WHAT IS NEEDED
Would you print the records as they stand, down to the last character?

—————

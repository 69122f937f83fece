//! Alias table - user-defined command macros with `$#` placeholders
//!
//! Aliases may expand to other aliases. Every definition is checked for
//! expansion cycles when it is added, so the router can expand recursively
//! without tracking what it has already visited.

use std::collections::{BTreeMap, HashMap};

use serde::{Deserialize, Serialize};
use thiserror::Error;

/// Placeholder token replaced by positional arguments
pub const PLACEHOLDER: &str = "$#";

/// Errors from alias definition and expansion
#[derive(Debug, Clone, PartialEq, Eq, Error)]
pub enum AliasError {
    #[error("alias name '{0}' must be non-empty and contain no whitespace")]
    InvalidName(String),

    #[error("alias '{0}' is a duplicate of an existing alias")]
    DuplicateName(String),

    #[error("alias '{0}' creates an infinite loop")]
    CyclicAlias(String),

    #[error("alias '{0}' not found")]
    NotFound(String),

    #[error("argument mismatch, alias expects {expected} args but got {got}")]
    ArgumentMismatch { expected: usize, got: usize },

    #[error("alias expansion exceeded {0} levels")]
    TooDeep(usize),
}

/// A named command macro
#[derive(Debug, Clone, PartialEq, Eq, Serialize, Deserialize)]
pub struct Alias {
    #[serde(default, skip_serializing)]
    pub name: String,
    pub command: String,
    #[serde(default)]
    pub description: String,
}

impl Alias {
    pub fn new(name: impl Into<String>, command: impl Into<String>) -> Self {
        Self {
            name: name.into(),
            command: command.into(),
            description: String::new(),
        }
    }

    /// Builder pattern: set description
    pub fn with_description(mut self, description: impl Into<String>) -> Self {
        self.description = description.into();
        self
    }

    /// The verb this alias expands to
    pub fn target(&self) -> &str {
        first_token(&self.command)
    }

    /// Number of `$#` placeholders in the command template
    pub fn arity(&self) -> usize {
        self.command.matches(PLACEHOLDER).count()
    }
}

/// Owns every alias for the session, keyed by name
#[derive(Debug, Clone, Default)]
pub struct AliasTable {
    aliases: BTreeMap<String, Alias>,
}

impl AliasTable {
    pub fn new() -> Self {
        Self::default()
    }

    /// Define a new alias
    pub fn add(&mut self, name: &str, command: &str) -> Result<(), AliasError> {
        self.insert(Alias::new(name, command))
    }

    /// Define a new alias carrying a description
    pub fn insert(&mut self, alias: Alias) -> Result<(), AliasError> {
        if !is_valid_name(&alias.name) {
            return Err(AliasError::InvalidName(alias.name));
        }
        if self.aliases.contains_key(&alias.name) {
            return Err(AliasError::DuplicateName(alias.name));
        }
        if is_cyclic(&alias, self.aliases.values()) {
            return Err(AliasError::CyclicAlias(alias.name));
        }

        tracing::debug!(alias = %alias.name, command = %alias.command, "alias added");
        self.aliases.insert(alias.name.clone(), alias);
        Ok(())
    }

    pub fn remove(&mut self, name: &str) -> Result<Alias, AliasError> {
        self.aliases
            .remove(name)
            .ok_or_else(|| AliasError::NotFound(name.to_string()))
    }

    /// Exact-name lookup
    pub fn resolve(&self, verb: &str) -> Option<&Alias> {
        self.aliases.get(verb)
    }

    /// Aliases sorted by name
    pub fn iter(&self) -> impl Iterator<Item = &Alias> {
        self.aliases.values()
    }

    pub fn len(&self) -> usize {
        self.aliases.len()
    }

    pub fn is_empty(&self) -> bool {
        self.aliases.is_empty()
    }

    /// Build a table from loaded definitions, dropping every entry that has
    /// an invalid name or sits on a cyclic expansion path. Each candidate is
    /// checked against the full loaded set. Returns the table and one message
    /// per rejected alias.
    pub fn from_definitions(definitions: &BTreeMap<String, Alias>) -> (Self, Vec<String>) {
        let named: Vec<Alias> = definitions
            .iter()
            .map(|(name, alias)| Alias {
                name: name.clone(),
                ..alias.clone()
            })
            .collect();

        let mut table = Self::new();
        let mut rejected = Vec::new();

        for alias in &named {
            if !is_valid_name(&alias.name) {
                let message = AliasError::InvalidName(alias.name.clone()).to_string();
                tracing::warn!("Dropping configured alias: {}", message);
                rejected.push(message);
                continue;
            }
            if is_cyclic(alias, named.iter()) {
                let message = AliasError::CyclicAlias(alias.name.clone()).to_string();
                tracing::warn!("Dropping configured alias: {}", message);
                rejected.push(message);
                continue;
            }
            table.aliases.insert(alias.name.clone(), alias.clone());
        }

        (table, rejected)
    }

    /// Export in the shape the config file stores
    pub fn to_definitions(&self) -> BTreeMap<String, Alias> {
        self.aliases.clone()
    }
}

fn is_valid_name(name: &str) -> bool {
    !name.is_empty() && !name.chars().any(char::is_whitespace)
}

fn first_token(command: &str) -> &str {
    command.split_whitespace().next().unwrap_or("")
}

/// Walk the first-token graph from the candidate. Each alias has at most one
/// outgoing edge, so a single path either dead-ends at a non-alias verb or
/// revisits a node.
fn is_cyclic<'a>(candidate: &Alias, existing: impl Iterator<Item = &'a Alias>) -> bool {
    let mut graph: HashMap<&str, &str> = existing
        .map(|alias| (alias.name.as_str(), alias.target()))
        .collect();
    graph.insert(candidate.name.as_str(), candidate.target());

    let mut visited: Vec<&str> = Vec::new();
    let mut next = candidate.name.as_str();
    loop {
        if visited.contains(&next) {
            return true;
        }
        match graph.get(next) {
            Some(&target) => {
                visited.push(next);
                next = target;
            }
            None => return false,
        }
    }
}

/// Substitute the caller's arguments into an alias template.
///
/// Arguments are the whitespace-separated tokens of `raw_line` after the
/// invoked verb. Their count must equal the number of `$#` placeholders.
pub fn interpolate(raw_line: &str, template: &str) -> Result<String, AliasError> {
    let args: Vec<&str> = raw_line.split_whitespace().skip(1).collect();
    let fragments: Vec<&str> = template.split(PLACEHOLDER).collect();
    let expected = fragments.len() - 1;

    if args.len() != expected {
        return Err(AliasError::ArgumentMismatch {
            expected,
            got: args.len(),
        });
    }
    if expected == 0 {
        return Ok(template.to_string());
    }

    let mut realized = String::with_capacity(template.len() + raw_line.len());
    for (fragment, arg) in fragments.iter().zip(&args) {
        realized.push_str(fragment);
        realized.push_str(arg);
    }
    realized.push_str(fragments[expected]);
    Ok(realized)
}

—————

TASK SOLUTION
repository 69122f937f83fece
//! Alias table - user-defined command macros with `$#` placeholders
//!
//! Aliases may expand to other aliases. Every definition is checked for
//! expansion cycles when it is added, so the router can expand recursively
//! without tracking what it has already visited.

use std::collections::{BTreeMap, HashMap};

use serde::{Deserialize, Serialize};
use thiserror::Error;

/// Placeholder token replaced by positional arguments
pub const PLACEHOLDER: &str = "$#";

/// Errors from alias definition and expansion
#[derive(Debug, Clone, PartialEq, Eq, Error)]
pub enum AliasError {
    #[error("alias name '{0}' must be non-empty and contain no whitespace")]
    InvalidName(String),

    #[error("alias '{0}' is a duplicate of an existing alias")]
    DuplicateName(String),

    #[error("alias '{0}' creates an infinite loop")]
    CyclicAlias(String),

    #[error("alias '{0}' not found")]
    NotFound(String),

    #[error("argument mismatch, alias expects {expected} args but got {got}")]
    ArgumentMismatch { expected: usize, got: usize },

    #[error("alias expansion exceeded {0} levels")]
    TooDeep(usize),
}

/// A named command macro
#[derive(Debug, Clone, PartialEq, Eq, Serialize, Deserialize)]
pub struct Alias {
    #[serde(default, skip_serializing)]
    pub name: String,
    pub command: String,
    #[serde(default)]
    pub description: String,
}

impl Alias {
    pub fn new(name: impl Into<String>, command: impl Into<String>) -> Self {
        Self {
            name: name.into(),
            command: command.into(),
            description: String::new(),
        }
    }

    /// Builder pattern: set description
    pub fn with_description(mut self, description: impl Into<String>) -> Self {
        self.description = description.into();
        self
    }

    /// The verb this alias expands to
    pub fn target(&self) -> &str {
        first_token(&self.command)
    }

    /// Number of `$#` placeholders in the command template
    pub fn arity(&self) -> usize {
        self.command.matches(PLACEHOLDER).count()
    }
}

/// Owns every alias for the session, keyed by name
#[derive(Debug, Clone, Default)]
pub struct AliasTable {
    aliases: BTreeMap<String, Alias>,
}

impl AliasTable {
    pub fn new() -> Self {
        Self::default()
    }

    /// Define a new alias
    pub fn add(&mut self, name: &str, command: &str) -> Result<(), AliasError> {
        self.insert(Alias::new(name, command))
    }

    /// Define a new alias carrying a description
    pub fn insert(&mut self, alias: Alias) -> Result<(), AliasError> {
        if !is_valid_name(&alias.name) {
            return Err(AliasError::InvalidName(alias.name));
        }
        if self.aliases.contains_key(&alias.name) {
            return Err(AliasError::DuplicateName(alias.name));
        }
        if is_cyclic(&alias, self.aliases.values()) {
            return Err(AliasError::CyclicAlias(alias.name));
        }

        tracing::debug!(alias = %alias.name, command = %alias.command, "alias added");
        self.aliases.insert(alias.name.clone(), alias);
        Ok(())
    }

    pub fn remove(&mut self, name: &str) -> Result<Alias, AliasError> {
        self.aliases
            .remove(name)
            .ok_or_else(|| AliasError::NotFound(name.to_string()))
    }

    /// Exact-name lookup
    pub fn resolve(&self, verb: &str) -> Option<&Alias> {
        self.aliases.get(verb)
    }

    /// Aliases sorted by name
    pub fn iter(&self) -> impl Iterator<Item = &Alias> {
        self.aliases.values()
    }

    pub fn len(&self) -> usize {
        self.aliases.len()
    }

    pub fn is_empty(&self) -> bool {
        self.aliases.is_empty()
    }

    /// Build a table from loaded definitions, dropping every entry that has
    /// an invalid name or sits on a cyclic expansion path. Each candidate is
    /// checked against the full loaded set. Returns the table and one message
    /// per rejected alias.
    pub fn from_definitions(definitions: &BTreeMap<String, Alias>) -> (Self, Vec<String>) {
        let named: Vec<Alias> = definitions
            .iter()
            .map(|(name, alias)| Alias {
                name: name.clone(),
                ..alias.clone()
            })
            .collect();

        let mut table = Self::new();
        let mut rejected = Vec::new();

        for alias in &named {
            if !is_valid_name(&alias.name) {
                let message = AliasError::InvalidName(alias.name.clone()).to_string();
                tracing::warn!("Dropping configured alias: {}", message);
                rejected.push(message);
                continue;
            }
            if is_cyclic(alias, named.iter()) {
                let message = AliasError::CyclicAlias(alias.name.clone()).to_string();
                tracing::warn!("Dropping configured alias: {}", message);
                rejected.push(message);
                continue;
            }
            table.aliases.insert(alias.name.clone(), alias.clone());
        }

        (table, rejected)
    }

    /// Export in the shape the config file stores
    pub fn to_definitions(&self) -> BTreeMap<String, Alias> {
        self.aliases.clone()
    }
}

fn is_valid_name(name: &str) -> bool {
    !name.is_empty() && !name.chars().any(char::is_whitespace)
}

fn first_token(command: &str) -> &str {
    command.split_whitespace().next().unwrap_or("")
}

/// Walk the first-token graph from the candidate. Each alias has at most one
/// outgoing edge, so a single path either dead-ends at a non-alias verb or
/// revisits a node.
fn is_cyclic<'a>(candidate: &Alias, existing: impl Iterator<Item = &'a Alias>) -> bool {
    let mut graph: HashMap<&str, &str> = existing
        .map(|alias| (alias.name.as_str(), alias.target()))
        .collect();
    graph.insert(candidate.name.as_str(), candidate.target());

    let mut visited: Vec<&str> = Vec::new();
    let mut next = candidate.name.as_str();
    loop {
        if visited.contains(&next) {
            return true;
        }
        match graph.get(next) {
            Some(&target) => {
                visited.push(next);
                next = target;
            }
            None => return false,
        }
    }
}

/// Substitute the caller's arguments into an alias template.
///
/// Arguments are the whitespace-separated tokens of `raw_line` after the
/// invoked verb. Their count must equal the number of `$#` placeholders.
pub fn interpolate(raw_line: &str, template: &str) -> Result<String, AliasError> {
    let args: Vec<&str> = raw_line.split_whitespace().skip(1).collect();
    let fragments: Vec<&str> = template.split(PLACEHOLDER).collect();
    let expected = fragments.len() - 1;

    if args.len() != expected {
        return Err(AliasError::ArgumentMismatch {
            expected,
            got: args.len(),
        });
    }
    if expected == 0 {
        return Ok(template.to_string());
    }

    let mut realized = String::with_capacity(template.len() + raw_line.len());
    for (fragment, arg) in fragments.iter().zip(&args) {
        realized.push_str(fragment);
        realized.push_str(arg);
    }
    realized.push_str(fragments[expected]);
    Ok(realized)
}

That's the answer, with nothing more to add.